[Collected data]
◆ ◆ ◆

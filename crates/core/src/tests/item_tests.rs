// Copyright (C) 2026 Fred Clausen
// Use of this source code is governed by an MIT-style
// license that can be found in the LICENSE file or at
// https://opensource.org/licenses/MIT.

use super::helpers::{
    CASE_ID, EXECUTOR, SELLER, admin, case_in, executor, money, now, other_executor, procedure,
    receptionist, run, step, with_item,
};
use crate::{CaseState, CaseTransition, Command, CoreError, Outcome};
use clinica_domain::{CaseStatus, DomainError, ErrorKind, ItemStatus, Procedure};

fn add(procedure: Procedure) -> Command {
    Command::AddItem {
        procedure,
        seller_id: Some(SELLER),
        executor_id: None,
        price_override: None,
    }
}

#[test]
fn test_add_item_uses_catalog_price() {
    let state: CaseState = case_in(CaseStatus::Evaluation);
    let transition: CaseTransition =
        run(&state, add(procedure("150.00", "10", "20")), receptionist()).unwrap();

    let Outcome::ItemAdded { item, reopened } = transition.outcome else {
        panic!("expected ItemAdded");
    };
    assert!(!reopened);
    assert_eq!(item.case_id, CASE_ID);
    assert_eq!(item.price, money("150.00"));
    assert_eq!(item.seller_id, Some(SELLER));
    assert_eq!(item.created_at, now());
    assert_eq!(transition.new_state.case.status, CaseStatus::Evaluation);
    assert_eq!(transition.audit_event.action.name, "AddItem");
}

#[test]
fn test_add_item_audit_snapshot_counts_the_new_item() {
    let state: CaseState = with_item(case_in(CaseStatus::Evaluation), 11, "50.00");
    let transition: CaseTransition =
        run(&state, add(procedure("150.00", "10", "20")), receptionist()).unwrap();

    let event = &transition.audit_event;
    assert_eq!(event.before.field("items"), Some("1"));
    assert_eq!(event.before.field("due"), Some("50.00"));
    assert_eq!(event.after.field("items"), Some("2"));
    assert_eq!(event.after.field("due"), Some("200.00"));
    assert_eq!(event.after.field("paid"), Some("0.00"));
}

#[test]
fn test_price_override_replaces_catalog_price() {
    let state: CaseState = case_in(CaseStatus::Triage);
    let transition: CaseTransition = run(
        &state,
        Command::AddItem {
            procedure: procedure("150.00", "10", "20"),
            seller_id: None,
            executor_id: Some(EXECUTOR),
            price_override: Some(money("120.00")),
        },
        receptionist(),
    )
    .unwrap();
    let Outcome::ItemAdded { item, .. } = transition.outcome else {
        panic!("expected ItemAdded");
    };
    assert_eq!(item.price, money("120.00"));
    assert_eq!(item.executor_id, Some(EXECUTOR));
}

#[test]
fn test_inactive_procedure_is_rejected() {
    let mut inactive: Procedure = procedure("150.00", "10", "20");
    inactive.is_active = false;
    let err: CoreError = run(&case_in(CaseStatus::Evaluation), add(inactive), receptionist())
        .unwrap_err();
    assert_eq!(err.domain_error(), &DomainError::ProcedureInactive(5));
}

#[test]
fn test_items_not_accepted_while_awaiting_payment() {
    let err: CoreError = run(
        &case_in(CaseStatus::AwaitingPayment),
        add(procedure("10.00", "0", "0")),
        receptionist(),
    )
    .unwrap_err();
    assert_eq!(
        err.domain_error(),
        &DomainError::ItemsNotAccepted(CaseStatus::AwaitingPayment)
    );
}

#[test]
fn test_adding_item_in_execution_reopens_payment() {
    let state: CaseState = with_item(case_in(CaseStatus::InExecution), 1, "100.00");
    let transition: CaseTransition =
        run(&state, add(procedure("50.00", "10", "20")), receptionist()).unwrap();

    assert!(matches!(
        transition.outcome,
        Outcome::ItemAdded { reopened: true, .. }
    ));
    assert_eq!(
        transition.new_state.case.status,
        CaseStatus::AwaitingPayment
    );
    assert!(transition.audit_event.changes_status());
}

#[test]
fn test_remove_item_during_evaluation() {
    let state: CaseState = with_item(case_in(CaseStatus::Evaluation), 1, "100.00");
    let new_state: CaseState = step(&state, Command::RemoveItem { item_id: 1 }, receptionist());
    assert!(new_state.items.is_empty());
}

#[test]
fn test_remove_item_in_execution_is_policy_violation() {
    let state: CaseState = with_item(case_in(CaseStatus::InExecution), 1, "100.00");
    let err: CoreError = run(&state, Command::RemoveItem { item_id: 1 }, admin()).unwrap_err();
    assert_eq!(err.domain_error().kind(), ErrorKind::PolicyViolation);
    assert_eq!(
        err.domain_error(),
        &DomainError::ItemRemovalNotAllowed(CaseStatus::InExecution)
    );
}

#[test]
fn test_remove_unknown_item_is_not_found() {
    let state: CaseState = case_in(CaseStatus::Evaluation);
    let err: CoreError = run(&state, Command::RemoveItem { item_id: 9 }, admin()).unwrap_err();
    assert_eq!(err.domain_error().kind(), ErrorKind::NotFound);
}

#[test]
fn test_assign_executor_any_time_before_done() {
    let state: CaseState = with_item(case_in(CaseStatus::AwaitingPayment), 1, "100.00");
    let new_state: CaseState = step(
        &state,
        Command::AssignExecutor {
            item_id: 1,
            executor_id: 30,
        },
        receptionist(),
    );
    assert_eq!(new_state.items[0].executor_id, Some(30));
}

#[test]
fn test_assigned_executor_runs_item_to_done() {
    let mut state: CaseState = with_item(case_in(CaseStatus::InExecution), 1, "100.00");
    state.items[0].amount_paid = money("100.00");
    state.items[0].status = ItemStatus::Paid;

    let state: CaseState = step(
        &state,
        Command::AdvanceItemStatus {
            item_id: 1,
            target: ItemStatus::Executing,
        },
        executor(),
    );
    let transition: CaseTransition = run(
        &state,
        Command::AdvanceItemStatus {
            item_id: 1,
            target: ItemStatus::Done,
        },
        executor(),
    )
    .unwrap();

    assert_eq!(
        transition.outcome,
        Outcome::ItemAdvanced {
            item_id: 1,
            status: ItemStatus::Done,
            completed_at: Some(now()),
        }
    );
}

#[test]
fn test_other_executor_is_denied() {
    let state: CaseState = with_item(case_in(CaseStatus::InExecution), 1, "100.00");
    let err: CoreError = run(
        &state,
        Command::AdvanceItemStatus {
            item_id: 1,
            target: ItemStatus::Executing,
        },
        other_executor(),
    )
    .unwrap_err();
    assert_eq!(err.domain_error().kind(), ErrorKind::AuthorizationDenied);
}

#[test]
fn test_admin_may_advance_any_item() {
    let state: CaseState = with_item(case_in(CaseStatus::InExecution), 1, "100.00");
    let new_state: CaseState = step(
        &state,
        Command::AdvanceItemStatus {
            item_id: 1,
            target: ItemStatus::Executing,
        },
        admin(),
    );
    assert_eq!(new_state.items[0].status, ItemStatus::Executing);
}

#[test]
fn test_execution_requires_unlocked_case() {
    let state: CaseState = with_item(case_in(CaseStatus::AwaitingPayment), 1, "100.00");
    let err: CoreError = run(
        &state,
        Command::AdvanceItemStatus {
            item_id: 1,
            target: ItemStatus::Executing,
        },
        executor(),
    )
    .unwrap_err();
    assert_eq!(
        err.domain_error(),
        &DomainError::ExecutionNotUnlocked(CaseStatus::AwaitingPayment)
    );
}

#[test]
fn test_failed_command_leaves_state_untouched() {
    let state: CaseState = with_item(case_in(CaseStatus::InExecution), 1, "100.00");
    let before: CaseState = state.clone();
    let _ = run(&state, Command::RemoveItem { item_id: 1 }, admin());
    assert_eq!(state, before);
}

◆ ◆ ◆

• EXERCISE INSTRUCTIONS:
Output every line of the data again, exactly.

• TASK SOLUTION:
filename crates/core/src/tests/item_tests.rs
// Copyright (C) 2026 Fred Clausen
// Use of this source code is governed by an MIT-style
// license that can be found in the LICENSE file or at
// https://opensource.org/licenses/MIT.

use super::helpers::{
    CASE_ID, EXECUTOR, SELLER, admin, case_in, executor, money, now, other_executor, procedure,
    receptionist, run, step, with_item,
};
use crate::{CaseState, CaseTransition, Command, CoreError, Outcome};
use clinica_domain::{CaseStatus, DomainError, ErrorKind, ItemStatus, Procedure};

fn add(procedure: Procedure) -> Command {
    Command::AddItem {
        procedure,
        seller_id: Some(SELLER),
        executor_id: None,
        price_override: None,
    }
}

#[test]
fn test_add_item_uses_catalog_price() {
    let state: CaseState = case_in(CaseStatus::Evaluation);
    let transition: CaseTransition =
        run(&state, add(procedure("150.00", "10", "20")), receptionist()).unwrap();

    let Outcome::ItemAdded { item, reopened } = transition.outcome else {
        panic!("expected ItemAdded");
    };
    assert!(!reopened);
    assert_eq!(item.case_id, CASE_ID);
    assert_eq!(item.price, money("150.00"));
    assert_eq!(item.seller_id, Some(SELLER));
    assert_eq!(item.created_at, now());
    assert_eq!(transition.new_state.case.status, CaseStatus::Evaluation);
    assert_eq!(transition.audit_event.action.name, "AddItem");
}

#[test]
fn test_add_item_audit_snapshot_counts_the_new_item() {
    let state: CaseState = with_item(case_in(CaseStatus::Evaluation), 11, "50.00");
    let transition: CaseTransition =
        run(&state, add(procedure("150.00", "10", "20")), receptionist()).unwrap();

    let event = &transition.audit_event;
    assert_eq!(event.before.field("items"), Some("1"));
    assert_eq!(event.before.field("due"), Some("50.00"));
    assert_eq!(event.after.field("items"), Some("2"));
    assert_eq!(event.after.field("due"), Some("200.00"));
    assert_eq!(event.after.field("paid"), Some("0.00"));
}

#[test]
fn test_price_override_replaces_catalog_price() {
    let state: CaseState = case_in(CaseStatus::Triage);
    let transition: CaseTransition = run(
        &state,
        Command::AddItem {
            procedure: procedure("150.00", "10", "20"),
            seller_id: None,
            executor_id: Some(EXECUTOR),
            price_override: Some(money("120.00")),
        },
        receptionist(),
    )
    .unwrap();
    let Outcome::ItemAdded { item, .. } = transition.outcome else {
        panic!("expected ItemAdded");
    };
    assert_eq!(item.price, money("120.00"));
    assert_eq!(item.executor_id, Some(EXECUTOR));
}

#[test]
fn test_inactive_procedure_is_rejected() {
    let mut inactive: Procedure = procedure("150.00", "10", "20");
    inactive.is_active = false;
    let err: CoreError = run(&case_in(CaseStatus::Evaluation), add(inactive), receptionist())
        .unwrap_err();
    assert_eq!(err.domain_error(), &DomainError::ProcedureInactive(5));
}

#[test]
fn test_items_not_accepted_while_awaiting_payment() {
    let err: CoreError = run(
        &case_in(CaseStatus::AwaitingPayment),
        add(procedure("10.00", "0", "0")),
        receptionist(),
    )
    .unwrap_err();
    assert_eq!(
        err.domain_error(),
        &DomainError::ItemsNotAccepted(CaseStatus::AwaitingPayment)
    );
}

#[test]
fn test_adding_item_in_execution_reopens_payment() {
    let state: CaseState = with_item(case_in(CaseStatus::InExecution), 1, "100.00");
    let transition: CaseTransition =
        run(&state, add(procedure("50.00", "10", "20")), receptionist()).unwrap();

    assert!(matches!(
        transition.outcome,
        Outcome::ItemAdded { reopened: true, .. }
    ));
    assert_eq!(
        transition.new_state.case.status,
        CaseStatus::AwaitingPayment
    );
    assert!(transition.audit_event.changes_status());
}

#[test]
fn test_remove_item_during_evaluation() {
    let state: CaseState = with_item(case_in(CaseStatus::Evaluation), 1, "100.00");
    let new_state: CaseState = step(&state, Command::RemoveItem { item_id: 1 }, receptionist());
    assert!(new_state.items.is_empty());
}

#[test]
fn test_remove_item_in_execution_is_policy_violation() {
    let state: CaseState = with_item(case_in(CaseStatus::InExecution), 1, "100.00");
    let err: CoreError = run(&state, Command::RemoveItem { item_id: 1 }, admin()).unwrap_err();
    assert_eq!(err.domain_error().kind(), ErrorKind::PolicyViolation);
    assert_eq!(
        err.domain_error(),
        &DomainError::ItemRemovalNotAllowed(CaseStatus::InExecution)
    );
}

#[test]
fn test_remove_unknown_item_is_not_found() {
    let state: CaseState = case_in(CaseStatus::Evaluation);
    let err: CoreError = run(&state, Command::RemoveItem { item_id: 9 }, admin()).unwrap_err();
    assert_eq!(err.domain_error().kind(), ErrorKind::NotFound);
}

#[test]
fn test_assign_executor_any_time_before_done() {
    let state: CaseState = with_item(case_in(CaseStatus::AwaitingPayment), 1, "100.00");
    let new_state: CaseState = step(
        &state,
        Command::AssignExecutor {
            item_id: 1,
            executor_id: 30,
        },
        receptionist(),
    );
    assert_eq!(new_state.items[0].executor_id, Some(30));
}

#[test]
fn test_assigned_executor_runs_item_to_done() {
    let mut state: CaseState = with_item(case_in(CaseStatus::InExecution), 1, "100.00");
    state.items[0].amount_paid = money("100.00");
    state.items[0].status = ItemStatus::Paid;

    let state: CaseState = step(
        &state,
        Command::AdvanceItemStatus {
            item_id: 1,
            target: ItemStatus::Executing,
        },
        executor(),
    );
    let transition: CaseTransition = run(
        &state,
        Command::AdvanceItemStatus {
            item_id: 1,
            target: ItemStatus::Done,
        },
        executor(),
    )
    .unwrap();

    assert_eq!(
        transition.outcome,
        Outcome::ItemAdvanced {
            item_id: 1,
            status: ItemStatus::Done,
            completed_at: Some(now()),
        }
    );
}

#[test]
fn test_other_executor_is_denied() {
    let state: CaseState = with_item(case_in(CaseStatus::InExecution), 1, "100.00");
    let err: CoreError = run(
        &state,
        Command::AdvanceItemStatus {
            item_id: 1,
            target: ItemStatus::Executing,
        },
        other_executor(),
    )
    .unwrap_err();
    assert_eq!(err.domain_error().kind(), ErrorKind::AuthorizationDenied);
}

#[test]
fn test_admin_may_advance_any_item() {
    let state: CaseState = with_item(case_in(CaseStatus::InExecution), 1, "100.00");
    let new_state: CaseState = step(
        &state,
        Command::AdvanceItemStatus {
            item_id: 1,
            target: ItemStatus::Executing,
        },
        admin(),
    );
    assert_eq!(new_state.items[0].status, ItemStatus::Executing);
}

#[test]
fn test_execution_requires_unlocked_case() {
    let state: CaseState = with_item(case_in(CaseStatus::AwaitingPayment), 1, "100.00");
    let err: CoreError = run(
        &state,
        Command::AdvanceItemStatus {
            item_id: 1,
            target: ItemStatus::Executing,
        },
        executor(),
    )
    .unwrap_err();
    assert_eq!(
        err.domain_error(),
        &DomainError::ExecutionNotUnlocked(CaseStatus::AwaitingPayment)
    );
}

#[test]
fn test_failed_command_leaves_state_untouched() {
    let state: CaseState = with_item(case_in(CaseStatus::InExecution), 1, "100.00");
    let before: CaseState = state.clone();
    let _ = run(&state, Command::RemoveItem { item_id: 1 }, admin());
    assert_eq!(state, before);
}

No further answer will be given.